Details of purported communications between UN Secretary-General Ban Ki-Moon and Prime Minister Hun Sen regarding the appointment of a new international judge at the Khmer Rouge tribunal were released and then abruptly retracted by the Press and Quick Reaction Unit yesterday afternoon.
The Council of Ministers’ spokesbody, the Press and Quick Reaction Unit, issued a press statement yesterday, including details of letters between the premier and Ban.
However, it was quickly replaced by a three-paragraph statement on the government’s position toward the endorsement of Swiss judge Laurent Kasper-Ansermet, who will oversee controversial cases 003 and 004 with his Cambodian counterpart.
“We wish not to reveal details about the communications,” Ek Tha of the PQRU told the Post after the sudden replacement of the lengthy and detailed press statement with one of just three paragraphs.
“The first press release was done by another staffer – that information is not for the media, we wish to retract the first statement.”
The “retracted” press statement detailed a November 3 response letter from Hun Sen to Ban’s October 18 request to him that the Supreme Council of Magistracy appoint Kasper-Ansermet as the new co-investigating judge.
“Response from the Prime Minister to the Secretary-General suggesting prudent consideration in the light of ‘certain activities by Mr Laurent Kasper-Ansermet that have been brought to public attention’,” the press statement reads.
However, this and the details of 11 other exchanges between the UN and the Royal Government of Cambodia regarding the endorsement of Kasper-Ansermet were replaced by the PQRU with a three-paragraph press statement only 50 minutes later.
Ek Tha would not comment on whether Hun Sen had taken issue with Ban’s nomination of Kasper-Ansermet to assume the role of resigned German judge Siegfried Blunk.
“In general, there have been communications and written letters [about the appointment],” Ek Tha said, without providing further detail. “The Prime Minister talks at the national level and represents the national interest of Cambodia on the international stage.”
Deputy Prime Minister Sok An chairs the taskforce representing the Royal Government’s interests on the Khmer Rouge, and it would be a significant issue for Hun Sen himself to be involved in discussions, Ek Tha said.
A sitdown between Hun Sen and Ban in 2010 made headlines after the premier reportedly informed Ban that “there would be no cases 003 and 004” at the Khmer Rouge tribunal.
Blunk, who was investigating cases 003 and 004, unexpectedly resigned from his post as international co-investigating judge more than three months ago, citing perceptions of government interference in the tribunal’s work as his motivation.
“We have never interfered with the work of the court,” Ek Tha said.
However, Council of Ministers spokesman Phay Siphan denied there had been any correspondence at all between Hun Sen and Ban.
“The Council of Ministers has drafted some reports, a profile of [Kasper-Ansermet] to give to the Supreme Council of Magistracy for information in making their decision whether to approve him,” Phay Siphan told the Post yesterday.
Yesterday’s government press statement also said that the Supreme Council of Magistracy was now “independently carrying its normal procedures and legal considerations before a decision would be made”.
Clair Duffy, of the Open Society Justice Initiative, told the Post yesterday: “What concerns me the most about the press statement is the use of the word ‘decision’.
“Under the agreement [between the government and the UN establishing the tribunal], the Supreme Council of Magistracy approving a nominated judge is more of a technical procedure, not a ‘decision’,” Duffy said.
“There was no decision, no deliberation when Blunk was appointed,” Duffy said. “Blunk stepped in as soon as [his predecessor] stepped down.”
Information “retracted” by the PQRU yesterday indicated that Sok An had not forwarded the request for Kasper-Ansermet’s endorsement to the Supreme Council of Magistracy until after December 20, despite Blunk having resigned on October 10 and the UN officially nominating Kasper-Ansermet has his replacement the same day.
Under the rules governing the tribunal, Kasper-Ansermet “must” assume the position of international co-investigating judge.

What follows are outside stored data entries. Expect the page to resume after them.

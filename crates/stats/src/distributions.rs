//! Tail probabilities and quantiles from `statrs`.
//!
//! Invalid parameters (e.g. zero degrees of freedom) give a p-value of 1 rather
//! than an error: an untestable hypothesis is simply not rejected.

use statrs::distribution::{ChiSquared, ContinuousCDF, FisherSnedecor, Normal, StudentsT};

/// Two-tailed p-value of a Student-t statistic.
#[must_use]
pub fn t_two_tailed(t: f64, df: f64) -> f64 {
    if !t.is_finite() || !(df > 0.0) {
        return 1.0;
    }
    match StudentsT::new(0.0, 1.0, df) {
        Ok(dist) => (2.0 * dist.sf(t.abs())).clamp(0.0, 1.0),
        Err(_) => 1.0,
    }
}

/// Quantile of the Student-t distribution.
#[must_use]
pub fn t_quantile(p: f64, df: f64) -> Option<f64> {
    StudentsT::new(0.0, 1.0, df)
        .ok()
        .map(|dist| dist.inverse_cdf(p))
        .filter(|q| q.is_finite())
}

/// Upper-tail p-value of an F statistic.
#[must_use]
pub fn f_upper_tail(f: f64, d1: f64, d2: f64) -> f64 {
    if !f.is_finite() {
        return if f > 0.0 { 0.0 } else { 1.0 };
    }
    match FisherSnedecor::new(d1, d2) {
        Ok(dist) => dist.sf(f.max(0.0)).clamp(0.0, 1.0),
        Err(_) => 1.0,
    }
}

/// Upper-tail p-value of a chi-squared statistic.
#[must_use]
pub fn chi2_upper_tail(x: f64, df: f64) -> f64 {
    if !x.is_finite() {
        return if x > 0.0 { 0.0 } else { 1.0 };
    }
    match ChiSquared::new(df) {
        Ok(dist) => dist.sf(x.max(0.0)).clamp(0.0, 1.0),
        Err(_) => 1.0,
    }
}

/// Two-tailed p-value of a standard normal statistic.
#[must_use]
pub fn normal_two_tailed(z: f64) -> f64 {
    if !z.is_finite() {
        return if z.is_nan() { 1.0 } else { 0.0 };
    }
    match Normal::new(0.0, 1.0) {
        Ok(dist) => (2.0 * dist.sf(z.abs())).clamp(0.0, 1.0),
        Err(_) => 1.0,
    }
}

/// Standard normal quantile.
#[must_use]
pub fn normal_quantile(p: f64) -> Option<f64> {
    Normal::new(0.0, 1.0)
        .ok()
        .map(|dist| dist.inverse_cdf(p))
        .filter(|q| q.is_finite())
}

The rules do not assign decision-making power to the Supreme Council of Magistracy on this endorsement.
On Tuesday, the OSJI called for the UN and donor countries to “publicly insist” that Kasper-Ansermet be endorsed by the Supreme Council of Magistracy immediately.
The tribunal’s investigations into cases 003 and 004, which are opposed by Hun Sen and other high-ranking government officials, are effectively paralysed until an international investigating judge is appointed.
Tribunal legal affairs spokesman Lars Olsen referred questions about correspondence to Ban’s office, which could not be reached for comment yesterday.